Prayer requested by DeMint draws fire


ACLU finds supplication before Senate panel inappropriate



Washington Bureau

WASHINGTON — Capitol Hill last week felt a little more like Capitol Church, thanks to U.S. Sen. Jim DeMint, R-S.C.

DeMint chairs the Senate Subcommittee on Disaster Prevention and Prediction, and was expected, as all committee chairman are, to open Tuesday’s hearing with an introduction to that afternoon’s proceedings: an examination of the National Weather Service’s prediction of Hurricane Katrina.

But DeMint instead announced he would first defer to Senate chaplain Barry C. Black. The people of the stricken Gold Coast need the chaplain’s words as much as they do the committee’s work, the senator said.

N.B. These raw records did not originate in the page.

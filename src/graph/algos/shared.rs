use crate::graph::types::VertexId;
use crate::graph::Graph;
use std::fmt;

/// Walk a predecessor table backwards from goal to start and return the
/// vertex values in start-to-goal order. The caller guarantees the goal was
/// reached, so every step back has a predecessor until start.
pub(crate) fn reconstruct_path<T: Clone + Eq + fmt::Display>(
    graph: &Graph<T>,
    predecessors: &[Option<VertexId>],
    start: VertexId,
    goal: VertexId,
) -> Vec<T> {
    let mut ids = vec![goal];
    let mut current = goal;

    while current != start {
        if let Some(pred) = predecessors[current.0] {
            ids.push(pred);
            current = pred;
        } else {
            break;
        }
    }

    ids.reverse();
    ids.into_iter()
        .map(|id| graph.vertices[id.0].info.clone())
        .collect()
}
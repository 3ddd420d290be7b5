use crate::graph::types::{PathResult, VertexId};
use crate::graph::Graph;
use std::fmt;

/// Find a path from `from` to `to` by depth-first search.
///
/// Explores adjacency entries in insertion order and backtracks on dead
/// ends, so the reported path is the first one discovered, not necessarily
/// the shortest. Missing endpoints or no path yield a not-found result.
#[tracing::instrument(skip(graph), fields(from = %from, to = %to))]
pub fn dfs_find_path<T: Clone + Eq + fmt::Display>(
    graph: &Graph<T>,
    from: &T,
    to: &T,
) -> PathResult<T> {
    let (Some(start), Some(goal)) = (graph.index_of(from), graph.index_of(to)) else {
        return PathResult::not_found(from.clone(), to.clone());
    };

    let mut visited = vec![false; graph.vertex_count()];
    let mut trail: Vec<VertexId> = Vec::new();

    if !visit(graph, start, goal, &mut visited, &mut trail) {
        return PathResult::not_found(from.clone(), to.clone());
    }

    PathResult {
        from: from.clone(),
        to: to.clone(),
        found: true,
        path: trail
            .into_iter()
            .map(|id| graph.vertices[id.0].info.clone())
            .collect(),
        cost: None,
    }
}

fn visit<T: Clone + Eq + fmt::Display>(
    graph: &Graph<T>,
    current: VertexId,
    goal: VertexId,
    visited: &mut [bool],
    trail: &mut Vec<VertexId>,
) -> bool {
    visited[current.0] = true;
    trail.push(current);

    if current == goal {
        return true;
    }

    for edge in graph.vertices[current.0].edges() {
        if !visited[edge.to.0] && visit(graph, edge.to, goal, visited, trail) {
            return true;
        }
    }

    // Dead end, drop this vertex from the trail
    trail.pop();
    false
}
//! Error types for routegraph
//!
//! Graph operations themselves never fail hard: a missing vertex or edge
//! degrades to a no-op or an empty search result. Errors are reserved for
//! I/O on print targets and malformed route data in the loader.

use thiserror::Error;

/// Errors that can occur during routegraph operations
#[derive(Error, Debug)]
pub enum GraphError {
    #[error("IO error: {0}")]
    Io(#[from] std::io::Error),

    #[error("invalid route data: expected {expected} at token {position}, found '{found}'")]
    InvalidRouteData {
        expected: &'static str,
        position: usize,
        found: String,
    },

    #[error("truncated route data: expected {expected} after token {position}")]
    TruncatedRouteData {
        expected: &'static str,
        position: usize,
    },
}

/// Result type alias for routegraph operations
pub type Result<T> = std::result::Result<T, GraphError>;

The preacher began: “Lord of the winds and rain, it is because of your mercies that we are not consumed ... give wisdom to the many who seek to bring order out of the chaos of Hurricane Katrina.”

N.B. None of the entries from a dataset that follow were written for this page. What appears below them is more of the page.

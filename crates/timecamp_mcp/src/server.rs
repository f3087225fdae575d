use std::net::SocketAddr;
use std::sync::Arc;

use rmcp::{
    RoleServer, ServerHandler,
    handler::server::{router::tool::ToolRouter, wrapper::Parameters},
    model::*,
    service::RequestContext,
    tool, tool_handler, tool_router,
};

use crate::config::{Config, TransportMode};
use crate::core::{
    api::{ApiConnector, HttpConnector},
    client::TimeCampClient,
    credentials::resolve_credential,
    error::{McpResult, TimeCampError, TimeCampResult},
    models::{
        AddTimeEntryRequest, DeleteTimeEntryRequest, EntryChanges, Envelope,
        GetTimeEntriesRequest, UpdateTimeEntryRequest, Validate,
    },
};

const ADD_FAILURE: &str = "Error adding time entry";
const LIST_FAILURE: &str = "Error fetching time entries";
const TASKS_FAILURE: &str = "Error fetching tasks";
const DELETE_FAILURE: &str = "Error deleting time entry";
const UPDATE_FAILURE: &str = "Error updating time entry";

/// Authorization header of the inbound HTTP request, if the call came over HTTP
fn authorization_header(ctx: &RequestContext<RoleServer>) -> Option<String> {
    ctx.extensions
        .get::<axum::http::request::Parts>()
        .and_then(|parts| parts.headers.get(axum::http::header::AUTHORIZATION))
        .and_then(|value| value.to_str().ok())
        .map(str::to_string)
}

/// TimeCamp MCP Server exposing time entries and tasks as tools
#[derive(Clone)]
pub struct TimeCampService {
    connector: Arc<dyn ApiConnector>,
    default_token: Option<String>,
    base_url: String,
    transport: TransportMode,
    tool_router: ToolRouter<TimeCampService>,
}

impl TimeCampService {
    pub fn new(config: &Config) -> TimeCampResult<Self> {
        let connector = HttpConnector::new(&config.base_url, config.timeout)?;
        Ok(Self::with_connector(Arc::new(connector), config))
    }

    pub fn with_connector(connector: Arc<dyn ApiConnector>, config: &Config) -> Self {
        Self {
            connector,
            default_token: config.api_token.clone(),
            base_url: config.base_url.clone(),
            transport: config.transport,
            tool_router: Self::tool_router(),
        }
    }

    /// Build a client for one call; nothing credential-bound outlives the call
    pub(crate) fn client_for(&self, authorization: Option<&str>) -> TimeCampResult<TimeCampClient> {
        let token = resolve_credential(authorization, self.default_token.as_deref())?;
        Ok(TimeCampClient::new(self.connector.connect(&token)?))
    }

    fn rejected(err: TimeCampError, failure_prefix: &str) -> CallToolResult {
        Envelope::failure(&err).render(failure_prefix)
    }

    pub(crate) async fn add_entry(
        &self,
        authorization: Option<&str>,
        req: AddTimeEntryRequest,
    ) -> McpResult<CallToolResult> {
        let client = self.client_for(authorization)?;
        if let Err(e) = req.validate() {
            return Ok(Self::rejected(e, ADD_FAILURE));
        }

        let envelope = client
            .create_entry(req.from(), req.to(), req.note(), *req.task_id())
            .await;
        Ok(envelope.render(ADD_FAILURE))
    }

    pub(crate) async fn list_entries(
        &self,
        authorization: Option<&str>,
        req: GetTimeEntriesRequest,
    ) -> McpResult<CallToolResult> {
        let client = self.client_for(authorization)?;
        if let Err(e) = req.validate() {
            return Ok(Self::rejected(e, LIST_FAILURE));
        }

        Ok(client
            .list_entries(req.from(), req.to())
            .await
            .render(LIST_FAILURE))
    }

    pub(crate) async fn list_tasks(&self, authorization: Option<&str>) -> McpResult<CallToolResult> {
        let client = self.client_for(authorization)?;
        Ok(client.list_tasks().await.render(TASKS_FAILURE))
    }

    pub(crate) async fn delete_entry(
        &self,
        authorization: Option<&str>,
        req: DeleteTimeEntryRequest,
    ) -> McpResult<CallToolResult> {
        let client = self.client_for(authorization)?;
        if let Err(e) = req.validate() {
            return Ok(Self::rejected(e, DELETE_FAILURE));
        }

        Ok(client
            .delete_entry(req.entry_id())
            .await
            .render(DELETE_FAILURE))
    }

    pub(crate) async fn update_entry(
        &self,
        authorization: Option<&str>,
        req: UpdateTimeEntryRequest,
    ) -> McpResult<CallToolResult> {
        let client = self.client_for(authorization)?;
        if let Err(e) = req.validate() {
            return Ok(Self::rejected(e, UPDATE_FAILURE));
        }

        let changes = EntryChanges::from(&req);
        Ok(client
            .update_entry(req.entry_id(), &changes)
            .await
            .render(UPDATE_FAILURE))
    }

    fn create_resource_text(&self, uri: &str, name: &str) -> Resource {
        RawResource::new(uri, name.to_string()).no_annotation()
    }

    fn generate_status_content(&self) -> String {
        format!(
            r#"TimeCamp MCP Server Status

Server: Running
Transport: {:?}
TimeCamp API: {}
Default API Token: {}
Tools Available: 5
Resources Available: 2

Credential Resolution:
- Authorization header of the HTTP request (HTTP transport only)
- Default API token from --api-token / TIMECAMP_API_TOKEN"#,
            self.transport,
            self.base_url,
            if self.default_token.is_some() {
                "configured"
            } else {
                "not configured"
            }
        )
    }

    fn generate_help_content(&self) -> &'static str {
        r#"TimeCamp MCP Server Help

TOOLS:
- add_timecamp_time_entry: Log a new time entry
  - from: Start as 'YYYY-MM-DD HH:MM' (required)
  - to: End as 'YYYY-MM-DD HH:MM' (required)
  - note: Description of the work (required)
  - task_id: TimeCamp task id (optional)
  - Example: {"from": "2025-06-21 09:00", "to": "2025-06-21 09:43", "note": "emails & org"}

- get_timecamp_time_entries: List time entries in a date range
  - from: First day as 'YYYY-MM-DD' (required)
  - to: Last day as 'YYYY-MM-DD' (required)
  - Example: {"from": "2025-06-01", "to": "2025-06-30"}

- get_timecamp_tasks: List active (non-archived) tasks
  - No parameters required

- update_timecamp_time_entry: Change an existing entry; omitted fields stay unchanged
  - entryId: Entry id (required)
  - from: New start as 'HH:MM' (optional)
  - to: New end as 'HH:MM' (optional)
  - note: New description (optional)
  - task_id: New task id (optional)
  - Example: {"entryId": "12345", "from": "09:15"}

- delete_timecamp_time_entry: Delete an entry
  - entryId: Entry id (required)
  - Example: {"entryId": "12345"}

RESOURCES:
- timecamp://status: Current server status and configuration
- timecamp://help: This help documentation

TIME FORMATS:
- New entries take full 'YYYY-MM-DD HH:MM' values and may span midnight
- Updates take 'HH:MM' only and must stay within one day
- When only one of from/to is given, the other side is read from the existing entry
  (entries from the last 30 days)"#
    }
}

#[tool_router]
impl TimeCampService {
    #[tool(
        name = "add_timecamp_time_entry",
        description = "Add a time entry to TimeCamp. 'from' and 'to' are 'YYYY-MM-DD HH:MM'; the duration is computed from them and must be positive."
    )]
    async fn add_timecamp_time_entry(
        &self,
        Parameters(req): Parameters<AddTimeEntryRequest>,
        ctx: RequestContext<RoleServer>,
    ) -> McpResult<CallToolResult> {
        self.add_entry(authorization_header(&ctx).as_deref(), req)
            .await
    }

    #[tool(
        name = "get_timecamp_time_entries",
        description = "Get TimeCamp time entries between two dates ('YYYY-MM-DD'), with task names, notes and durations in seconds and hours."
    )]
    async fn get_timecamp_time_entries(
        &self,
        Parameters(req): Parameters<GetTimeEntriesRequest>,
        ctx: RequestContext<RoleServer>,
    ) -> McpResult<CallToolResult> {
        self.list_entries(authorization_header(&ctx).as_deref(), req)
            .await
    }

    #[tool(
        name = "get_timecamp_tasks",
        description = "Get the active (non-archived) TimeCamp tasks and projects with their ids, parents and levels."
    )]
    async fn get_timecamp_tasks(&self, ctx: RequestContext<RoleServer>) -> McpResult<CallToolResult> {
        self.list_tasks(authorization_header(&ctx).as_deref()).await
    }

    #[tool(
        name = "delete_timecamp_time_entry",
        description = "Delete a TimeCamp time entry by id."
    )]
    async fn delete_timecamp_time_entry(
        &self,
        Parameters(req): Parameters<DeleteTimeEntryRequest>,
        ctx: RequestContext<RoleServer>,
    ) -> McpResult<CallToolResult> {
        self.delete_entry(authorization_header(&ctx).as_deref(), req)
            .await
    }

    #[tool(
        name = "update_timecamp_time_entry",
        description = "Update a TimeCamp time entry. Only the given fields change; 'from'/'to' are 'HH:MM' on the entry's day. If only one of them is given, the other is taken from the existing entry."
    )]
    async fn update_timecamp_time_entry(
        &self,
        Parameters(req): Parameters<UpdateTimeEntryRequest>,
        ctx: RequestContext<RoleServer>,
    ) -> McpResult<CallToolResult> {
        self.update_entry(authorization_header(&ctx).as_deref(), req)
            .await
    }
}

#[tool_handler]
impl ServerHandler for TimeCampService {
    fn get_info(&self) -> ServerInfo {
        ServerInfo {
            protocol_version: ProtocolVersion::V_2024_11_05,
            capabilities: ServerCapabilities::builder()
                .enable_resources()
                .enable_tools()
                .build(),
            server_info: Implementation::from_build_env(),
            instructions: Some("TimeCamp MCP Server for time tracking. Tools: add_timecamp_time_entry, get_timecamp_time_entries, get_timecamp_tasks, update_timecamp_time_entry, delete_timecamp_time_entry. Dates are 'YYYY-MM-DD', new entries take 'YYYY-MM-DD HH:MM', updates take 'HH:MM'. Resources: timecamp://status, timecamp://help.".to_string()),
        }
    }

    async fn list_resources(
        &self,
        _request: Option<PaginatedRequestParam>,
        _: RequestContext<RoleServer>,
    ) -> McpResult<ListResourcesResult> {
        Ok(ListResourcesResult {
            resources: vec![
                self.create_resource_text("timecamp://status", "server-status"),
                self.create_resource_text("timecamp://help", "help-documentation"),
            ],
            next_cursor: None,
        })
    }

    async fn read_resource(
        &self,
        ReadResourceRequestParam { uri }: ReadResourceRequestParam,
        _: RequestContext<RoleServer>,
    ) -> McpResult<ReadResourceResult> {
        match uri.as_str() {
            "timecamp://status" => {
                let status = self.generate_status_content();
                Ok(ReadResourceResult {
                    contents: vec![ResourceContents::text(status, uri)],
                })
            }
            "timecamp://help" => Ok(ReadResourceResult {
                contents: vec![ResourceContents::text(self.generate_help_content(), uri)],
            }),
            _ => Err(TimeCampError::ResourceNotFound {
                uri: uri.to_string(),
            }
            .into()),
        }
    }

    async fn list_resource_templates(
        &self,
        _request: Option<PaginatedRequestParam>,
        _: RequestContext<RoleServer>,
    ) -> McpResult<ListResourceTemplatesResult> {
        Ok(ListResourceTemplatesResult {
            next_cursor: None,
            resource_templates: Vec::new(),
        })
    }

    async fn initialize(
        &self,
        _request: InitializeRequestParam,
        _context: RequestContext<RoleServer>,
    ) -> McpResult<InitializeResult> {
        tracing::info!("TimeCamp MCP Server initialized successfully");
        Ok(self.get_info())
    }
}

async fn serve_stdio(service: TimeCampService) -> Result<(), Box<dyn std::error::Error>> {
    use rmcp::{ServiceExt, transport::stdio};

    let service = service.serve(stdio()).await.inspect_err(|e| {
        tracing::error!("serving error: {:?}", e);
    })?;

    service.waiting().await?;
    Ok(())
}

/// `/mcp` endpoint; each POST is served on its own, so no session outlives a call
fn http_router(service: TimeCampService) -> axum::Router {
    use rmcp::transport::streamable_http_server::{
        StreamableHttpServerConfig, StreamableHttpService, session::local::LocalSessionManager,
    };

    let mcp = StreamableHttpService::new(
        move || Ok(service.clone()),
        LocalSessionManager::default().into(),
        StreamableHttpServerConfig {
            stateful_mode: false,
            ..Default::default()
        },
    );
    axum::Router::new().nest_service("/mcp", mcp)
}

async fn serve_http(
    service: TimeCampService,
    bind: SocketAddr,
) -> Result<(), Box<dyn std::error::Error>> {
    let listener = tokio::net::TcpListener::bind(bind).await?;
    tracing::info!("TimeCamp MCP server listening on http://{}/mcp", bind);

    axum::serve(listener, http_router(service))
        .with_graceful_shutdown(async {
            let _ = tokio::signal::ctrl_c().await;
        })
        .await?;
    Ok(())
}

pub async fn run(config: Config) -> Result<(), Box<dyn std::error::Error>> {
    let service = TimeCampService::new(&config)?;

    match config.transport {
        TransportMode::Stdio => serve_stdio(service).await,
        TransportMode::Http => serve_http(service, config.bind).await,
    }
}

Black later said that it is very unusual for him to offer a prayer before a hearing, but DeMint had asked, and given the subject of the hearing, the request seemed appropriate.

However, Val Shannon, interim executive director of the S.C. branch of the American Civil Liberties Union, called the prayer misplaced — a violation of the doctrine of separation of church and state.

SPRATT CHALLENGER?

Many members of Congress coast to re-election, but U.S. Rep. John Spratt, D-York — the senior member of the S.C. congressional delegation — may find himself with a well-financed opponent in 2006.

State Rep. Ralph Norman, R-York, said he will decide whether to run against Spratt this weekend. The real estate developer, 52, already has made several trips to Washington to confer with the most powerful of Republican operatives, including presidential advisor Karl Rove and Republican National Committee chairman Ken Mehlman.

“When Karl Rove and Ken Mehlman call, it gets your attention,” said Norman, who met with Rove on Monday.

Spratt is one of two Democrats in the eight-member S.C. delegation. The ranking Democrat on the House Budget Committee is praised on both sides of the aisle and won his 12th term in 2004.

Yet Spratt remains perhaps the most vulnerable of South Carolinians in Congress, in that his constituents are more Republican than Democratic — with 55 percent voting for Bush in 2004.

Spratt’s winning percentages in his last six elections are relatively low for a House veteran. They are, from 2004 to 1992: 63 percent, 86 percent, 59 percent, 58 percent, 54 percent and 52 percent.

Norman, who won his S.C. House seat in 2004, says he is strongly considering a run for Congress because he believes in the conservative cause and Spratt, he says, is aligned with House liberals.

Spratt, he notes, bears the title “assistant to the minority leader,” and the minority leader is the left-leaning U.S. Rep. Nancy Pelosi, D-Calif.

Norman said he would go to Washington to trim spending and limit government’s role in his constituents’ lives.

Spratt, however, is also known as one of Congress’ loudest champions of a balanced budget and fiscal restraint, his supporters point out.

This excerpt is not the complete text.